### Your instructions
Report how many lines of the following entries include the string "SystemTime"; respond with the number alone.

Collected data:
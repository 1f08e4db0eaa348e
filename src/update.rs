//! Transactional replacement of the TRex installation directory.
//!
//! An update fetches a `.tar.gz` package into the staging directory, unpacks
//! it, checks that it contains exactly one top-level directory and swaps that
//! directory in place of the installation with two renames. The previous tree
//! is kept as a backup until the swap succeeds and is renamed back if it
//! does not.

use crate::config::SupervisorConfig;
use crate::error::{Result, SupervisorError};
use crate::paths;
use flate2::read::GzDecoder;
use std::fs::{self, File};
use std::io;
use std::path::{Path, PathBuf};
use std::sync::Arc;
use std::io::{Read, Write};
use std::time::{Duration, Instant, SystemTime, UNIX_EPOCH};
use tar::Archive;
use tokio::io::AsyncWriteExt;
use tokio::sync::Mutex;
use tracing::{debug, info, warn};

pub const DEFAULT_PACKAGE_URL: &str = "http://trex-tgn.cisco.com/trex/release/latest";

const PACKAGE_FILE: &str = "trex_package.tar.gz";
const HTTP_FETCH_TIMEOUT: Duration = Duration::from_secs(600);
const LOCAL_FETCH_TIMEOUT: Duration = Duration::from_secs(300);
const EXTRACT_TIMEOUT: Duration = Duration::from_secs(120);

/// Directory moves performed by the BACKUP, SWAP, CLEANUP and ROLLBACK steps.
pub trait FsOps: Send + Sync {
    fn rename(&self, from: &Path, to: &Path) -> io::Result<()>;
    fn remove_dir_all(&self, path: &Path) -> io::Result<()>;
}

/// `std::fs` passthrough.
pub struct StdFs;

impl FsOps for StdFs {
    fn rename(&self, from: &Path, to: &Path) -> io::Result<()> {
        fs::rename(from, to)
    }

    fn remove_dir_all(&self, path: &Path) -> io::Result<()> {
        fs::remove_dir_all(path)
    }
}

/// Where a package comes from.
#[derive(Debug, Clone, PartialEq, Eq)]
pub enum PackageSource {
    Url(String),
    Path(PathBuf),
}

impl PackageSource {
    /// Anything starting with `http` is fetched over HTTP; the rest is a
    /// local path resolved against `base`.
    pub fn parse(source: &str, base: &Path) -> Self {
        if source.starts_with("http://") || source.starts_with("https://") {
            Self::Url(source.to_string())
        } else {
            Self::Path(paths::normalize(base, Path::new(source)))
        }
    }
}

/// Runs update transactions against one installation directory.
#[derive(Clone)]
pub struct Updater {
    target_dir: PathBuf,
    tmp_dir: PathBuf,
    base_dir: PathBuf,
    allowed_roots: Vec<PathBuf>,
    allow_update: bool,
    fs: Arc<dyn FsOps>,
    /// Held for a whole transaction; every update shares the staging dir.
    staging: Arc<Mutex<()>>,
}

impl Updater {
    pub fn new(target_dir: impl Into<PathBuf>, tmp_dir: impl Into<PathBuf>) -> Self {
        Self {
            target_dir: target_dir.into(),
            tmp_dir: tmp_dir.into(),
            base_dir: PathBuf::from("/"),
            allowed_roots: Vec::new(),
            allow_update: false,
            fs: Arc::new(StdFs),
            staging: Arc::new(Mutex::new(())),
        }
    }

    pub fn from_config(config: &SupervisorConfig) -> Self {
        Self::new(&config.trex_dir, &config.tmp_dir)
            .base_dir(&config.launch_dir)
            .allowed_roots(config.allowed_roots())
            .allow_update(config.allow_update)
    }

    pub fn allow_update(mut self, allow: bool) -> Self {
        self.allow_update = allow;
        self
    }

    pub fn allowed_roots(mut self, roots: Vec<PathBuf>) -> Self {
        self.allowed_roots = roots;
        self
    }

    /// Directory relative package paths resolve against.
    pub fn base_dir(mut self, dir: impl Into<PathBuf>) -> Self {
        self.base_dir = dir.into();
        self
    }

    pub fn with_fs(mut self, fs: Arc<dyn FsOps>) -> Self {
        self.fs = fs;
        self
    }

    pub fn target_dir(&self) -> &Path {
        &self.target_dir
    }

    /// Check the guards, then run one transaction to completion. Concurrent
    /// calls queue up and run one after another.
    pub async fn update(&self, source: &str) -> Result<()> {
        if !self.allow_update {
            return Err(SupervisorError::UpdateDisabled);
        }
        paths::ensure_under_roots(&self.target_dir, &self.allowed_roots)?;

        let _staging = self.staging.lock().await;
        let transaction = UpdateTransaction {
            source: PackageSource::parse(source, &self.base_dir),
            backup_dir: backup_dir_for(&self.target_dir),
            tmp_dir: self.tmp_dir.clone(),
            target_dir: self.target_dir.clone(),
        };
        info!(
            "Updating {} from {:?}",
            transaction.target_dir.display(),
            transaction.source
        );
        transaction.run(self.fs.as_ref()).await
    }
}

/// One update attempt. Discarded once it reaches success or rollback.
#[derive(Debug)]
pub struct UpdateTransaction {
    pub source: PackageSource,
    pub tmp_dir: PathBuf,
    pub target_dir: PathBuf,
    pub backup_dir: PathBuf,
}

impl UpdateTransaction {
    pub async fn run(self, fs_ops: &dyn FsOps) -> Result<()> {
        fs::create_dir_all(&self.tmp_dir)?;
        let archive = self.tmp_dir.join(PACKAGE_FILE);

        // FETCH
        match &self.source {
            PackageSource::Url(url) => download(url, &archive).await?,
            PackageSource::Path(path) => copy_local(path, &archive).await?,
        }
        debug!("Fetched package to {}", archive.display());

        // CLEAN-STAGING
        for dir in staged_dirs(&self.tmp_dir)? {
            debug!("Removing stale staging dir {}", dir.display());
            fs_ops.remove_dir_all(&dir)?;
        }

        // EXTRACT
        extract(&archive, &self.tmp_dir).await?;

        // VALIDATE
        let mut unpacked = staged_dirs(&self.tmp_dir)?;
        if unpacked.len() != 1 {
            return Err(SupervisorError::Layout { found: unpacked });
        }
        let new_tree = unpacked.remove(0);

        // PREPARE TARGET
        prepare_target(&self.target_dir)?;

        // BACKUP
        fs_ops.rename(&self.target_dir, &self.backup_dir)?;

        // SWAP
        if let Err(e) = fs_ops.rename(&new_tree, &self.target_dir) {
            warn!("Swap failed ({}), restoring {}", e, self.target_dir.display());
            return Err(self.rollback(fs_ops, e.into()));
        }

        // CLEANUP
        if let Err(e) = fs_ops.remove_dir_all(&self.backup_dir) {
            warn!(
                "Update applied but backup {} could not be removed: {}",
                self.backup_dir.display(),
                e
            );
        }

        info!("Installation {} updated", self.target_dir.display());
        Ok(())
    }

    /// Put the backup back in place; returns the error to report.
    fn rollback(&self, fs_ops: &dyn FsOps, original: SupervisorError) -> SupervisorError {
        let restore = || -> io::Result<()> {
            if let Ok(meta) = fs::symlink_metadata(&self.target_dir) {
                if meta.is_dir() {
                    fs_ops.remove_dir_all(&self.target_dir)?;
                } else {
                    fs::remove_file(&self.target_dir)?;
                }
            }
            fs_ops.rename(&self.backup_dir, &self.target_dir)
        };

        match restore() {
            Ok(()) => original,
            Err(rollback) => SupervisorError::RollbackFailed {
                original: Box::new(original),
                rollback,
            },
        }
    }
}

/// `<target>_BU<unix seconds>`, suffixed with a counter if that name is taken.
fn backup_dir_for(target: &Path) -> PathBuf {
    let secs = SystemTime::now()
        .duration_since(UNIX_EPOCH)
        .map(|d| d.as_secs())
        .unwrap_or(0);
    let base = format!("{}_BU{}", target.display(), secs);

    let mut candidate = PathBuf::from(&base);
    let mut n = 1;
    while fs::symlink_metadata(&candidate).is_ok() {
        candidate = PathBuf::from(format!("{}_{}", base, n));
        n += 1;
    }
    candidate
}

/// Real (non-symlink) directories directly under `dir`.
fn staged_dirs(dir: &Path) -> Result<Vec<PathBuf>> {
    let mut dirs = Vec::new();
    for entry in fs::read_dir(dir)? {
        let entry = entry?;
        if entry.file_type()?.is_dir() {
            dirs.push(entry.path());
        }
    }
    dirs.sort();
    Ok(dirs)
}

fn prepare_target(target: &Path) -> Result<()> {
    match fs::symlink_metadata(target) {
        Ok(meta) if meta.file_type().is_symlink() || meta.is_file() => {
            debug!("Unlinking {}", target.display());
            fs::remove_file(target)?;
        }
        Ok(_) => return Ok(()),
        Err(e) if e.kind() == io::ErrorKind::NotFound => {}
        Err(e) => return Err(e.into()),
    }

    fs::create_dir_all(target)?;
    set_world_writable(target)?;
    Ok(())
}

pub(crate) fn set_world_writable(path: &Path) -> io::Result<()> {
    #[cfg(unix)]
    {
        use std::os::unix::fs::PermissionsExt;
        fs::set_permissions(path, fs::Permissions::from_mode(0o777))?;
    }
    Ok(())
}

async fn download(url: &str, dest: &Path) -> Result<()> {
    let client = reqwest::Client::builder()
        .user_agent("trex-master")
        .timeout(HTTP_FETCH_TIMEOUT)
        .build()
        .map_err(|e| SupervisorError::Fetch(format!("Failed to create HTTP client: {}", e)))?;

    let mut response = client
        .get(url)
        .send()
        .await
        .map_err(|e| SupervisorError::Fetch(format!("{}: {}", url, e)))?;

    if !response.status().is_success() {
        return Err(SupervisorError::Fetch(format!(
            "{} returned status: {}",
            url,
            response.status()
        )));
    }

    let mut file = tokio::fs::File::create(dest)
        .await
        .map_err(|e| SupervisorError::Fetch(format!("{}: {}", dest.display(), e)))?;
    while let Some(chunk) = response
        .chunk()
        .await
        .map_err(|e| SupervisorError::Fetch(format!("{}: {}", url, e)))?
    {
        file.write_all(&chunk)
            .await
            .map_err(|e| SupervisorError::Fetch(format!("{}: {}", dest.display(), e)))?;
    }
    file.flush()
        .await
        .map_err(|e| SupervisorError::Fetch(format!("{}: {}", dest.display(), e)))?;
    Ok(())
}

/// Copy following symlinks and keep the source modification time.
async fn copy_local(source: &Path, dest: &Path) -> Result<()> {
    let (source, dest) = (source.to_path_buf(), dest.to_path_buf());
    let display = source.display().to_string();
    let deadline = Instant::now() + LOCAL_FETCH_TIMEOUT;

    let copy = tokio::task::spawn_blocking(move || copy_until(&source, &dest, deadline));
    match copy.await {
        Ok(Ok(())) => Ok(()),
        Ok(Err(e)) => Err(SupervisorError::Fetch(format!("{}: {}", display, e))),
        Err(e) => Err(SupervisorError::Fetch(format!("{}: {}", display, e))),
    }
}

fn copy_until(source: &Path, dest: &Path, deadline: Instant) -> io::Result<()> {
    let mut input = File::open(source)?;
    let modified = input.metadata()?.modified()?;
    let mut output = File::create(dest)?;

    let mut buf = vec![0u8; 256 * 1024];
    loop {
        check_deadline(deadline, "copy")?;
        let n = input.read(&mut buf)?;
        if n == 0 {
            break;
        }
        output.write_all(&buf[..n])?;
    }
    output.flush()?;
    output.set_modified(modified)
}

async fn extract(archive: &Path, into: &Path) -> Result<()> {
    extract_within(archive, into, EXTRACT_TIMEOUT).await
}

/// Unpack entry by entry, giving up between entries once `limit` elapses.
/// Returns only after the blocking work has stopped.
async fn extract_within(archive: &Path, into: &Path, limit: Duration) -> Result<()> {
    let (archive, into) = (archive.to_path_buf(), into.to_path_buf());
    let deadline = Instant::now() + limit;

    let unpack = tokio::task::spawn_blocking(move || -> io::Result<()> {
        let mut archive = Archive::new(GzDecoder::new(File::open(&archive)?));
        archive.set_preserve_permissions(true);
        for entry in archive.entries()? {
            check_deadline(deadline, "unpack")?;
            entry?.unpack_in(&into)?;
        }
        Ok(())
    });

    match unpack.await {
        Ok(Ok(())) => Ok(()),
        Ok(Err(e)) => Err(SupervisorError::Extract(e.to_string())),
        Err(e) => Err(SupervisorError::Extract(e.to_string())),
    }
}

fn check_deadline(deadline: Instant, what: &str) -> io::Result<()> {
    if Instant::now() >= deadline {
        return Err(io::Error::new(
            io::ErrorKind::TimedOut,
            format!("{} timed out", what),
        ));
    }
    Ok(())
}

### Exercise result
2